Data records
· · · · · · ·

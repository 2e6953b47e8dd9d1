//! # Localização de Menções na Sequência de Tokens
//!
//! Uma menção de entidade chega como texto bruto (ex: `"John Smith"`) e precisa
//! virar um intervalo de tokens `[start, end)` dentro da tokenização do segmento.
//!
//! ## Algoritmo
//! 1. Tokeniza a menção com o mesmo tokenizador do segmento.
//! 2. Percorre as posições candidatas `i` a partir de `search_from`, em ordem crescente.
//! 3. Compara a janela `haystack[i..i+n]` token a token (igualdade exata).
//! 4. Retorna a primeira janela que coincide.
//!
//! As menções chegam em ordem de documento e cada busca começa onde a anterior
//! terminou, então textos repetidos (`"Sam met Sam"`) resolvem para ocorrências
//! sucessivas e os spans resultantes nunca se sobrepõem.

use serde::{Deserialize, Serialize};
use tracing::trace;

use crate::error::{IobError, Result};
use crate::mapping::TokenMapper;
use crate::tokenizer::{Token, Tokenizer};

/// Intervalo de tokens com um rótulo associado.
///
/// # Exemplo
/// Em `["John", "Smith", "works"]`, a menção "John Smith":
/// `EntitySpan { start: 0, end: 2, label: "PER" }`
#[derive(Debug, Clone, PartialEq, Eq, Serialize, Deserialize)]
pub struct EntitySpan {
    /// Índice do token inicial (inclusivo)
    pub start: usize,
    /// Índice do token final (exclusivo)
    pub end: usize,
    /// Rótulo da entidade já mapeado (ex: "PER", "ORG")
    pub label: String,
}

impl EntitySpan {
    pub fn len(&self) -> usize {
        self.end - self.start
    }

    pub fn is_empty(&self) -> bool {
        self.start >= self.end
    }

    pub fn contains(&self, index: usize) -> bool {
        (self.start..self.end).contains(&index)
    }

    pub fn overlaps(&self, other: &EntitySpan) -> bool {
        self.start < other.end && other.start < self.end
    }
}

/// Menção de entidade extraída da marcação, em ordem de documento.
#[derive(Debug, Clone, PartialEq, Eq, Serialize, Deserialize)]
pub struct EntityMention {
    pub text: String,
    /// Tipo como veio da marcação, antes do mapeamento.
    pub raw_type: String,
    /// Limite inferior (inclusivo) para o início da menção na sequência.
    pub search_from: usize,
}

impl EntityMention {
    pub fn new(text: impl Into<String>, raw_type: impl Into<String>, search_from: usize) -> Self {
        Self {
            text: text.into(),
            raw_type: raw_type.into(),
            search_from,
        }
    }
}

/// Localiza `needle` como sequência contígua em `haystack`, a partir de `search_from`.
///
/// Retorna `(start, end)` com `end` exclusivo. Falha com [`IobError::Alignment`]
/// se não houver janela coincidente, inclusive para `needle` vazio.
pub fn locate<S: AsRef<str>>(needle: &[S], haystack: &[S], search_from: usize) -> Result<(usize, usize)> {
    let n = needle.len();
    if n > 0 && search_from + n <= haystack.len() {
        for i in search_from..=haystack.len() - n {
            let window = &haystack[i..i + n];
            if window.iter().zip(needle).all(|(h, m)| h.as_ref() == m.as_ref()) {
                return Ok((i, i + n));
            }
        }
    }

    Err(IobError::Alignment {
        mention: needle.iter().map(|s| s.as_ref().to_string()).collect(),
        tokens: haystack.iter().map(|s| s.as_ref().to_string()).collect(),
    })
}

/// Resolve todas as menções de um segmento, em ordem.
///
/// O limite inferior efetivo de cada busca é o maior entre o `search_from`
/// declarado na menção e o fim da menção anterior. O tipo bruto é mapeado aqui,
/// uma única vez por menção.
pub fn locate_mentions(
    mentions: &[EntityMention],
    haystack: &[Token],
    tokenizer: &dyn Tokenizer,
    mapper: &TokenMapper,
) -> Result<Vec<EntitySpan>> {
    let words: Vec<&str> = haystack.iter().map(|t| t.text.as_str()).collect();
    let mut spans = Vec::with_capacity(mentions.len());
    let mut previous_end = 0;

    for mention in mentions {
        let needle: Vec<String> = tokenizer
            .tokenize(&mention.text)
            .into_iter()
            .map(|t| t.text)
            .collect();
        let needle: Vec<&str> = needle.iter().map(String::as_str).collect();

        let from = mention.search_from.max(previous_end);
        let (start, end) = locate(&needle, &words, from)?;
        trace!(mention = %mention.text, start, end, "menção localizada");

        spans.push(EntitySpan {
            start,
            end,
            label: mapper.map(&mention.raw_type).to_string(),
        });
        previous_end = end;
    }

    Ok(spans)
}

· · · · · · ·

- [What the task requires]
Set down all of the data above again, exactly.

- [Reply to the exercise]
repository 2e6953b47e8dd9d1
//! # Localização de Menções na Sequência de Tokens
//!
//! Uma menção de entidade chega como texto bruto (ex: `"John Smith"`) e precisa
//! virar um intervalo de tokens `[start, end)` dentro da tokenização do segmento.
//!
//! ## Algoritmo
//! 1. Tokeniza a menção com o mesmo tokenizador do segmento.
//! 2. Percorre as posições candidatas `i` a partir de `search_from`, em ordem crescente.
//! 3. Compara a janela `haystack[i..i+n]` token a token (igualdade exata).
//! 4. Retorna a primeira janela que coincide.
//!
//! As menções chegam em ordem de documento e cada busca começa onde a anterior
//! terminou, então textos repetidos (`"Sam met Sam"`) resolvem para ocorrências
//! sucessivas e os spans resultantes nunca se sobrepõem.

use serde::{Deserialize, Serialize};
use tracing::trace;

use crate::error::{IobError, Result};
use crate::mapping::TokenMapper;
use crate::tokenizer::{Token, Tokenizer};

/// Intervalo de tokens com um rótulo associado.
///
/// # Exemplo
/// Em `["John", "Smith", "works"]`, a menção "John Smith":
/// `EntitySpan { start: 0, end: 2, label: "PER" }`
#[derive(Debug, Clone, PartialEq, Eq, Serialize, Deserialize)]
pub struct EntitySpan {
    /// Índice do token inicial (inclusivo)
    pub start: usize,
    /// Índice do token final (exclusivo)
    pub end: usize,
    /// Rótulo da entidade já mapeado (ex: "PER", "ORG")
    pub label: String,
}

impl EntitySpan {
    pub fn len(&self) -> usize {
        self.end - self.start
    }

    pub fn is_empty(&self) -> bool {
        self.start >= self.end
    }

    pub fn contains(&self, index: usize) -> bool {
        (self.start..self.end).contains(&index)
    }

    pub fn overlaps(&self, other: &EntitySpan) -> bool {
        self.start < other.end && other.start < self.end
    }
}

/// Menção de entidade extraída da marcação, em ordem de documento.
#[derive(Debug, Clone, PartialEq, Eq, Serialize, Deserialize)]
pub struct EntityMention {
    pub text: String,
    /// Tipo como veio da marcação, antes do mapeamento.
    pub raw_type: String,
    /// Limite inferior (inclusivo) para o início da menção na sequência.
    pub search_from: usize,
}

impl EntityMention {
    pub fn new(text: impl Into<String>, raw_type: impl Into<String>, search_from: usize) -> Self {
        Self {
            text: text.into(),
            raw_type: raw_type.into(),
            search_from,
        }
    }
}

/// Localiza `needle` como sequência contígua em `haystack`, a partir de `search_from`.
///
/// Retorna `(start, end)` com `end` exclusivo. Falha com [`IobError::Alignment`]
/// se não houver janela coincidente, inclusive para `needle` vazio.
pub fn locate<S: AsRef<str>>(needle: &[S], haystack: &[S], search_from: usize) -> Result<(usize, usize)> {
    let n = needle.len();
    if n > 0 && search_from + n <= haystack.len() {
        for i in search_from..=haystack.len() - n {
            let window = &haystack[i..i + n];
            if window.iter().zip(needle).all(|(h, m)| h.as_ref() == m.as_ref()) {
                return Ok((i, i + n));
            }
        }
    }

    Err(IobError::Alignment {
        mention: needle.iter().map(|s| s.as_ref().to_string()).collect(),
        tokens: haystack.iter().map(|s| s.as_ref().to_string()).collect(),
    })
}

/// Resolve todas as menções de um segmento, em ordem.
///
/// O limite inferior efetivo de cada busca é o maior entre o `search_from`
/// declarado na menção e o fim da menção anterior. O tipo bruto é mapeado aqui,
/// uma única vez por menção.
pub fn locate_mentions(
    mentions: &[EntityMention],
    haystack: &[Token],
    tokenizer: &dyn Tokenizer,
    mapper: &TokenMapper,
) -> Result<Vec<EntitySpan>> {
    let words: Vec<&str> = haystack.iter().map(|t| t.text.as_str()).collect();
    let mut spans = Vec::with_capacity(mentions.len());
    let mut previous_end = 0;

    for mention in mentions {
        let needle: Vec<String> = tokenizer
            .tokenize(&mention.text)
            .into_iter()
            .map(|t| t.text)
            .collect();
        let needle: Vec<&str> = needle.iter().map(String::as_str).collect();

        let from = mention.search_from.max(previous_end);
        let (start, end) = locate(&needle, &words, from)?;
        trace!(mention = %mention.text, start, end, "menção localizada");

        spans.push(EntitySpan {
            start,
            end,
            label: mapper.map(&mention.raw_type).to_string(),
        });
        previous_end = end;
    }

    Ok(spans)
}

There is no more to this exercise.